* [WHAT YOU HAVE TO DO]
What lines below hold the string "store"? Copy them all.

* [TASK INPUTS]
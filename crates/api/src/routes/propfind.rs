//! PROPFIND and REPORT: multistatus property retrieval
//!
//! PROPFIND (RFC 4918, 9.1) serves principals, collections, resources,
//! and the two proxy pseudo-collections. REPORT (RFC 4791, 7.1)
//! reuses the same machinery: calendar-query behaves like a depth-1
//! PROPFIND over the collection (filters may return the superset), and
//! calendar-multiget resolves each requested href.

use std::io;

use axum::http::{HeaderMap, StatusCode, header};
use axum::response::{IntoResponse, Response};
use kalends_core::models::{Collection, ProxyBits, Resource};

use super::{DavState, parse_path, xml_mime};
use crate::AppState;
use crate::error::ApiError;
use crate::props::{Prop, PropSpec};
use crate::xml::request::{DavRequest, PropRequest, ReqKind, parse_request};
use crate::xml::writer::{self as xml, XmlWriter};

enum Scope<'a> {
    Principal,
    Collection(&'a Collection),
    Resource(&'a Collection, &'a Resource),
}

fn serves(spec: &PropSpec, scope: &Scope<'_>) -> bool {
    match scope {
        Scope::Principal => spec.principal.is_some(),
        Scope::Collection(_) => spec.collection.is_some(),
        Scope::Resource(..) => spec.resource.is_some(),
    }
}

fn write_value(
    w: &mut XmlWriter,
    state: &DavState,
    spec: &PropSpec,
    scope: &Scope<'_>,
) -> io::Result<()> {
    match scope {
        Scope::Principal => {
            if let Some(f) = spec.principal {
                f(w, state)?;
            }
        }
        Scope::Collection(c) => {
            if let Some(f) = spec.collection {
                f(w, state, c)?;
            }
        }
        Scope::Resource(c, r) => {
            if let Some(f) = spec.resource {
                f(w, state, c, r)?;
            }
        }
    }
    Ok(())
}

fn prop_served(prop: &PropRequest, scope: &Scope<'_>) -> bool {
    prop.tag.is_some_and(|tag| serves(tag.spec(), scope))
}

/// Emit the 200 propstat of served properties and, when needed, the
/// 404 propstat naming the rest.
fn write_propstats(
    w: &mut XmlWriter,
    state: &DavState,
    dav: &DavRequest,
    scope: &Scope<'_>,
) -> io::Result<()> {
    xml::start(w, "D:propstat")?;
    xml::start(w, "D:prop")?;
    let mut missing = false;
    for prop in &dav.props {
        if !prop_served(prop, scope) {
            missing = true;
            continue;
        }
        let tag = prop.tag.unwrap_or(Prop::ResourceType);
        xml::foreign_start(w, &prop.name, &prop.ns)?;
        write_value(w, state, tag.spec(), scope)?;
        xml::foreign_end(w, &prop.name)?;
    }
    xml::end(w, "D:prop")?;
    xml::status(w, StatusCode::OK)?;
    xml::end(w, "D:propstat")?;

    if missing {
        xml::start(w, "D:propstat")?;
        xml::start(w, "D:prop")?;
        for prop in &dav.props {
            if !prop_served(prop, scope) {
                xml::foreign_empty(w, &prop.name, &prop.ns)?;
            }
        }
        xml::end(w, "D:prop")?;
        xml::status(w, StatusCode::NOT_FOUND)?;
        xml::end(w, "D:propstat")?;
    }
    Ok(())
}

fn respond_principal(w: &mut XmlWriter, state: &DavState, dav: &DavRequest) -> io::Result<()> {
    xml::start(w, "D:response")?;
    xml::href(w, &format!("/{}/", state.rprncpl.name))?;
    write_propstats(w, state, dav, &Scope::Principal)?;
    xml::end(w, "D:response")
}

fn respond_collection(
    w: &mut XmlWriter,
    state: &DavState,
    dav: &DavRequest,
    coln: &Collection,
) -> io::Result<()> {
    xml::start(w, "D:response")?;
    xml::href(w, &format!("/{}/{}/", state.rprncpl.name, coln.url))?;
    write_propstats(w, state, dav, &Scope::Collection(coln))?;
    xml::end(w, "D:response")
}

fn respond_resource(
    w: &mut XmlWriter,
    state: &DavState,
    dav: &DavRequest,
    coln: &Collection,
    res: &Resource,
) -> io::Result<()> {
    xml::start(w, "D:response")?;
    xml::href(
        w,
        &format!("/{}/{}/{}", state.rprncpl.name, coln.url, res.url),
    )?;
    write_propstats(w, state, dav, &Scope::Resource(coln, res))?;
    xml::end(w, "D:response")
}

/// The virtual calendar-proxy-read / calendar-proxy-write collections.
/// Only resourcetype and group-member-set are meaningful there.
fn respond_proxy(
    w: &mut XmlWriter,
    state: &DavState,
    dav: &DavRequest,
    bits: ProxyBits,
) -> io::Result<()> {
    let (segment, type_tag) = match bits {
        ProxyBits::Read => ("calendar-proxy-read", "B:calendar-proxy-read"),
        ProxyBits::Write => ("calendar-proxy-write", "B:calendar-proxy-write"),
    };

    xml::start(w, "D:response")?;
    xml::href(w, &format!("/{}/{segment}/", state.rprncpl.name))?;

    xml::start(w, "D:propstat")?;
    xml::start(w, "D:prop")?;
    let mut missing = false;
    for prop in &dav.props {
        match prop.tag {
            Some(Prop::ResourceType) => {
                xml::foreign_start(w, &prop.name, &prop.ns)?;
                xml::empty(w, "D:principal")?;
                xml::empty(w, type_tag)?;
                xml::foreign_end(w, &prop.name)?;
            }
            Some(Prop::GroupMemberSet) => {
                // RFC 3744, 4.3; the members are the delegates holding
                // this access level.
                xml::foreign_start(w, &prop.name, &prop.ns)?;
                for grant in &state.rprncpl.delegates {
                    if grant.bits == bits {
                        xml::href(w, &format!("/{}/", grant.name))?;
                    }
                }
                xml::foreign_end(w, &prop.name)?;
            }
            _ => missing = true,
        }
    }
    xml::end(w, "D:prop")?;
    xml::status(w, StatusCode::OK)?;
    xml::end(w, "D:propstat")?;

    if missing {
        xml::start(w, "D:propstat")?;
        xml::start(w, "D:prop")?;
        for prop in &dav.props {
            if !matches!(prop.tag, Some(Prop::ResourceType) | Some(Prop::GroupMemberSet)) {
                xml::foreign_empty(w, &prop.name, &prop.ns)?;
            }
        }
        xml::end(w, "D:prop")?;
        xml::status(w, StatusCode::NOT_FOUND)?;
        xml::end(w, "D:propstat")?;
    }

    xml::end(w, "D:response")
}

/// Error entry for an href that did not resolve to a resource.
fn respond_error(w: &mut XmlWriter, href: &str, code: StatusCode) -> io::Result<()> {
    xml::start(w, "D:response")?;
    let encoded = urlencoding::encode(href).replace("%2F", "/");
    xml::href(w, &encoded)?;
    xml::status(w, code)?;
    xml::end(w, "D:response")
}

fn multistatus_response(mime: &'static str, writer: XmlWriter) -> Result<Response, ApiError> {
    let bytes = xml::finish(writer)?;
    Ok((
        StatusCode::MULTI_STATUS,
        [(header::CONTENT_TYPE, format!("{mime}; charset=utf-8"))],
        bytes,
    )
        .into_response())
}

/// Parse and type-check an XML request body.
fn req_to_dav(
    headers: &HeaderMap,
    body: &[u8],
    wanted: &[ReqKind],
) -> Result<(DavRequest, &'static str), ApiError> {
    if body.is_empty() {
        return Err(ApiError::BadRequest("empty request body".to_string()));
    }
    let Some(mime) = xml_mime(headers) else {
        return Err(ApiError::UnsupportedMediaType(
            "expected an XML body".to_string(),
        ));
    };
    let dav = parse_request(body).map_err(|e| ApiError::BadRequest(e.to_string()))?;
    if !wanted.contains(&dav.kind) {
        return Err(ApiError::UnsupportedMediaType(format!(
            "unexpected request type: {:?}",
            dav.kind
        )));
    }
    Ok((dav, mime))
}

fn depth(headers: &HeaderMap) -> usize {
    match headers.get("Depth").and_then(|v| v.to_str().ok()) {
        Some("0") => 0,
        _ => 1,
    }
}

pub async fn propfind(
    app: &AppState,
    state: &DavState,
    headers: &HeaderMap,
    body: &[u8],
) -> Result<Response, ApiError> {
    let (dav, mime) = req_to_dav(headers, body, &[ReqKind::Propfind])?;
    let depth = depth(headers);

    // A resource target must exist before the 207 starts; after that,
    // errors can only live inside the body.
    let mut resource = None;
    match (&state.collection, state.resource_name.is_empty()) {
        (Some(cfg), false) => {
            let Some(res) = app.store.resource_load(cfg.id, &state.resource_name).await? else {
                tracing::info!("PROPFIND for unknown resource: {}", state.resource_name);
                return Err(ApiError::NotFound(state.resource_name.clone()));
            };
            resource = Some(res);
        }
        (None, false) => {
            tracing::info!("PROPFIND for resource outside calendar collection");
            return Err(ApiError::Forbidden);
        }
        _ => {}
    }

    let mut w = xml::multistatus()?;

    if let Some(bits) = super::virtual_proxy_collection(&state.collection_name)
        .filter(|_| state.collection.is_none())
    {
        respond_proxy(&mut w, state, &dav, bits)?;
    } else if let Some(cfg) = &state.collection {
        match &resource {
            Some(res) => respond_resource(&mut w, state, &dav, cfg, res)?,
            None => {
                respond_collection(&mut w, state, &dav, cfg)?;
                if depth > 0 {
                    for res in app.store.collection_resources(cfg.id).await? {
                        respond_resource(&mut w, state, &dav, cfg, &res)?;
                    }
                }
            }
        }
    } else {
        respond_principal(&mut w, state, &dav)?;
        if depth > 0 {
            respond_proxy(&mut w, state, &dav, ProxyBits::Read)?;
            respond_proxy(&mut w, state, &dav, ProxyBits::Write)?;
            for coln in &state.rprncpl.collections {
                respond_collection(&mut w, state, &dav, coln)?;
            }
        }
    }

    multistatus_response(mime, w)
}

pub async fn report(
    app: &AppState,
    state: &DavState,
    headers: &HeaderMap,
    body: &[u8],
) -> Result<Response, ApiError> {
    let Some(cfg) = &state.collection else {
        tracing::info!("REPORT of non-calendar collection");
        return Err(ApiError::Forbidden);
    };
    let (dav, mime) = req_to_dav(
        headers,
        body,
        &[ReqKind::CalendarQuery, ReqKind::CalendarMultiget],
    )?;

    if !state.resource_name.is_empty() {
        let Some(res) = app.store.resource_load(cfg.id, &state.resource_name).await? else {
            tracing::info!("REPORT for unknown resource: {}", state.resource_name);
            return Err(ApiError::NotFound(state.resource_name.clone()));
        };
        let mut w = xml::multistatus()?;
        respond_resource(&mut w, state, &dav, cfg, &res)?;
        return multistatus_response(mime, w);
    }

    let mut w = xml::multistatus()?;
    match dav.kind {
        ReqKind::CalendarMultiget => {
            for href in &dav.hrefs {
                write_multiget_entry(app, state, &dav, &mut w, href).await?;
            }
        }
        _ => {
            // calendar-query: serve the collection and everything in
            // it; clients filter the superset themselves.
            respond_collection(&mut w, state, &dav, cfg)?;
            for res in app.store.collection_resources(cfg.id).await? {
                respond_resource(&mut w, state, &dav, cfg, &res)?;
            }
        }
    }
    multistatus_response(mime, w)
}

/// Resolve one multiget href under the requested principal's
/// collections and emit its response entry.
async fn write_multiget_entry(
    app: &AppState,
    state: &DavState,
    dav: &DavRequest,
    w: &mut XmlWriter,
    href: &str,
) -> Result<(), ApiError> {
    let resolved = parse_path(href).filter(|p| p.principal == state.rprncpl.name);
    let Some(path) = resolved else {
        tracing::info!("multiget href outside principal: {href}");
        respond_error(w, href, StatusCode::FORBIDDEN)?;
        return Ok(());
    };
    let Some(coln) = state.rprncpl.collection_by_url(&path.collection) else {
        tracing::info!("multiget href in unknown collection: {href}");
        respond_error(w, href, StatusCode::FORBIDDEN)?;
        return Ok(());
    };
    match app.store.resource_load(coln.id, &path.resource).await {
        Ok(Some(res)) => respond_resource(w, state, dav, coln, &res)?,
        Ok(None) => {
            tracing::info!("multiget href not found: {href}");
            respond_error(w, href, StatusCode::NOT_FOUND)?;
        }
        Err(e) => {
            tracing::error!("cannot load multiget resource: {e}");
            respond_error(w, href, StatusCode::HTTP_VERSION_NOT_SUPPORTED)?;
        }
    }
    Ok(())
}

* [TASK SOLUTION]
            let Some(res) = app.store.resource_load(cfg.id, &state.resource_name).await? else {
                    for res in app.store.collection_resources(cfg.id).await? {
        let Some(res) = app.store.resource_load(cfg.id, &state.resource_name).await? else {
            for res in app.store.collection_resources(cfg.id).await? {
    match app.store.resource_load(coln.id, &path.resource).await {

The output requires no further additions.